WHAT IS REQUIRED
Write out the listing below again, precisely as it is given.

========================================

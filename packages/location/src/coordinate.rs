//! Literal `"lat,lng"` input.

use std::sync::LazyLock;

use food_map_poi_models::Coordinates;
use regex::Regex;

/// Regex for a `lat,lng` pair: optional sign, ASCII digits, optional
/// decimal part, a comma, optional whitespace, then the same again.
static COORDINATE_PAIR_RE: LazyLock<Regex> = LazyLock::new(|| {
    Regex::new(r"^([+-]?[0-9]+\.?[0-9]*),\s*([+-]?[0-9]+\.?[0-9]*)$").expect("valid regex")
});

/// Returns `true` if `input` (trimmed) is a literal coordinate pair.
#[must_use]
pub fn is_coordinate_pair(input: &str) -> bool {
    COORDINATE_PAIR_RE.is_match(input.trim())
}

/// Parses a literal coordinate pair; the first number is latitude.
///
/// Returns `None` when `input` is not a coordinate pair at all. A
/// component that matches the pattern but does not parse becomes `0`.
#[must_use]
pub fn parse_coordinate_pair(input: &str) -> Option<Coordinates> {
    let caps = COORDINATE_PAIR_RE.captures(input.trim())?;
    let component = |i: usize| caps.get(i).map_or(0.0, |m| parse_component(m.as_str()));
    Some(Coordinates::new(component(1), component(2)))
}

/// Malformed numbers become `0`.
fn parse_component(s: &str) -> f64 {
    s.parse::<f64>().unwrap_or(0.0)
}

#[cfg(test)]
mod tests {
    use super::*;

    #[test]
    fn parses_exact_values() {
        let c = parse_coordinate_pair("39.9042,116.4074").unwrap();
        assert!((c.lat - 39.9042).abs() < f64::EPSILON);
        assert!((c.lng - 116.4074).abs() < f64::EPSILON);
    }

    #[test]
    fn accepts_whitespace_signs_and_integers() {
        let c = parse_coordinate_pair("  -33.8688,   +151 ").unwrap();
        assert!((c.lat + 33.8688).abs() < f64::EPSILON);
        assert!((c.lng - 151.0).abs() < f64::EPSILON);

        let c = parse_coordinate_pair("40,-74").unwrap();
        assert!((c.lat - 40.0).abs() < f64::EPSILON);
        assert!((c.lng + 74.0).abs() < f64::EPSILON);
    }

    #[test]
    fn trailing_decimal_point_parses() {
        let c = parse_coordinate_pair("39.,116.").unwrap();
        assert!((c.lat - 39.0).abs() < f64::EPSILON);
        assert!((c.lng - 116.0).abs() < f64::EPSILON);
    }

    #[test]
    fn out_of_range_pairs_still_parse() {
        let c = parse_coordinate_pair("123.0,200.0").unwrap();
        assert!(!c.is_valid());
    }

    #[test]
    fn malformed_component_defaults_to_zero() {
        assert!(parse_component("+-39.9").abs() < f64::EPSILON);
        assert!(parse_component("").abs() < f64::EPSILON);
        assert!((parse_component("+39.") - 39.0).abs() < f64::EPSILON);
    }

    #[test]
    fn fullwidth_digits_are_not_a_pair() {
        assert!(!is_coordinate_pair("３９.９,１１６.４"));
        assert!(parse_coordinate_pair("３９.９,１１６.４").is_none());
        assert!(!is_coordinate_pair("٣٩.٩,١١٦.٤"));
    }

    #[test]
    fn rejects_non_pairs() {
        for input in [
            "Sunset Diner",
            "39.9",
            "39.9,",
            ",116.4",
            "39.9 116.4",
            "39.9,116.4,10",
            "lat 39.9, lng 116.4",
            "39.9 ,116.4",
            "",
        ] {
            assert!(!is_coordinate_pair(input), "{input:?} should not match");
            assert!(parse_coordinate_pair(input).is_none());
        }
    }
}
//! Drive control parameters

// ---------------------------------------------------------------------------
// IMPORTS
// ---------------------------------------------------------------------------

// External
use serde::Deserialize;

// ---------------------------------------------------------------------------
// DATA STRUCTURES
// ---------------------------------------------------------------------------

/// Parameters for drive control
#[derive(Deserialize, Debug, Clone)]
#[serde(default)]
pub struct Params {
    /// Curvature demand corresponding to full steering lock, 1/m
    pub max_curvature_m: f64,

    /// Integral gain on the lateral error
    pub steering_ki: f64,

    /// Stick deflections smaller than this are ignored in manual mode
    pub manual_deadband: f64,

    /// Braking is only allowed when the target speed is below this fraction
    /// of the current speed
    pub brake_speed_ratio: f64,

    /// Below this magnitude the track curvature does not limit speed
    pub min_traction_curvature_m: f64,
}

impl Default for Params {
    fn default() -> Self {
        Self {
            max_curvature_m: 2.0,
            steering_ki: 0.0,
            manual_deadband: 0.05,
            brake_speed_ratio: 0.9,
            min_traction_curvature_m: 1e-3,
        }
    }
}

========================================

SOLUTION BELOW
filename packages/location/src/coordinate.rs
//! Literal `"lat,lng"` input.

use std::sync::LazyLock;

use food_map_poi_models::Coordinates;
use regex::Regex;

/// Regex for a `lat,lng` pair: optional sign, ASCII digits, optional
/// decimal part, a comma, optional whitespace, then the same again.
static COORDINATE_PAIR_RE: LazyLock<Regex> = LazyLock::new(|| {
    Regex::new(r"^([+-]?[0-9]+\.?[0-9]*),\s*([+-]?[0-9]+\.?[0-9]*)$").expect("valid regex")
});

/// Returns `true` if `input` (trimmed) is a literal coordinate pair.
#[must_use]
pub fn is_coordinate_pair(input: &str) -> bool {
    COORDINATE_PAIR_RE.is_match(input.trim())
}

/// Parses a literal coordinate pair; the first number is latitude.
///
/// Returns `None` when `input` is not a coordinate pair at all. A
/// component that matches the pattern but does not parse becomes `0`.
#[must_use]
pub fn parse_coordinate_pair(input: &str) -> Option<Coordinates> {
    let caps = COORDINATE_PAIR_RE.captures(input.trim())?;
    let component = |i: usize| caps.get(i).map_or(0.0, |m| parse_component(m.as_str()));
    Some(Coordinates::new(component(1), component(2)))
}

/// Malformed numbers become `0`.
fn parse_component(s: &str) -> f64 {
    s.parse::<f64>().unwrap_or(0.0)
}

#[cfg(test)]
mod tests {
    use super::*;

    #[test]
    fn parses_exact_values() {
        let c = parse_coordinate_pair("39.9042,116.4074").unwrap();
        assert!((c.lat - 39.9042).abs() < f64::EPSILON);
        assert!((c.lng - 116.4074).abs() < f64::EPSILON);
    }

    #[test]
    fn accepts_whitespace_signs_and_integers() {
        let c = parse_coordinate_pair("  -33.8688,   +151 ").unwrap();
        assert!((c.lat + 33.8688).abs() < f64::EPSILON);
        assert!((c.lng - 151.0).abs() < f64::EPSILON);

        let c = parse_coordinate_pair("40,-74").unwrap();
        assert!((c.lat - 40.0).abs() < f64::EPSILON);
        assert!((c.lng + 74.0).abs() < f64::EPSILON);
    }

    #[test]
    fn trailing_decimal_point_parses() {
        let c = parse_coordinate_pair("39.,116.").unwrap();
        assert!((c.lat - 39.0).abs() < f64::EPSILON);
        assert!((c.lng - 116.0).abs() < f64::EPSILON);
    }

    #[test]
    fn out_of_range_pairs_still_parse() {
        let c = parse_coordinate_pair("123.0,200.0").unwrap();
        assert!(!c.is_valid());
    }

    #[test]
    fn malformed_component_defaults_to_zero() {
        assert!(parse_component("+-39.9").abs() < f64::EPSILON);
        assert!(parse_component("").abs() < f64::EPSILON);
        assert!((parse_component("+39.") - 39.0).abs() < f64::EPSILON);
    }

    #[test]
    fn fullwidth_digits_are_not_a_pair() {
        assert!(!is_coordinate_pair("３９.９,１１６.４"));
        assert!(parse_coordinate_pair("３９.９,１１６.４").is_none());
        assert!(!is_coordinate_pair("٣٩.٩,١١٦.٤"));
    }

    #[test]
    fn rejects_non_pairs() {
        for input in [
            "Sunset Diner",
            "39.9",
            "39.9,",
            ",116.4",
            "39.9 116.4",
            "39.9,116.4,10",
            "lat 39.9, lng 116.4",
            "39.9 ,116.4",
            "",
        ] {
            assert!(!is_coordinate_pair(input), "{input:?} should not match");
            assert!(parse_coordinate_pair(input).is_none());
        }
    }
}
//! Drive control parameters

// ---------------------------------------------------------------------------
// IMPORTS
// ---------------------------------------------------------------------------

// External
use serde::Deserialize;

// ---------------------------------------------------------------------------
// DATA STRUCTURES
// ---------------------------------------------------------------------------

/// Parameters for drive control
#[derive(Deserialize, Debug, Clone)]
#[serde(default)]
pub struct Params {
    /// Curvature demand corresponding to full steering lock, 1/m
    pub max_curvature_m: f64,

    /// Integral gain on the lateral error
    pub steering_ki: f64,

    /// Stick deflections smaller than this are ignored in manual mode
    pub manual_deadband: f64,

    /// Braking is only allowed when the target speed is below this fraction
    /// of the current speed
    pub brake_speed_ratio: f64,

    /// Below this magnitude the track curvature does not limit speed
    pub min_traction_curvature_m: f64,
}

impl Default for Params {
    fn default() -> Self {
        Self {
            max_curvature_m: 2.0,
            steering_ki: 0.0,
            manual_deadband: 0.05,
            brake_speed_ratio: 0.9,
            min_traction_curvature_m: 1e-3,
        }
    }
}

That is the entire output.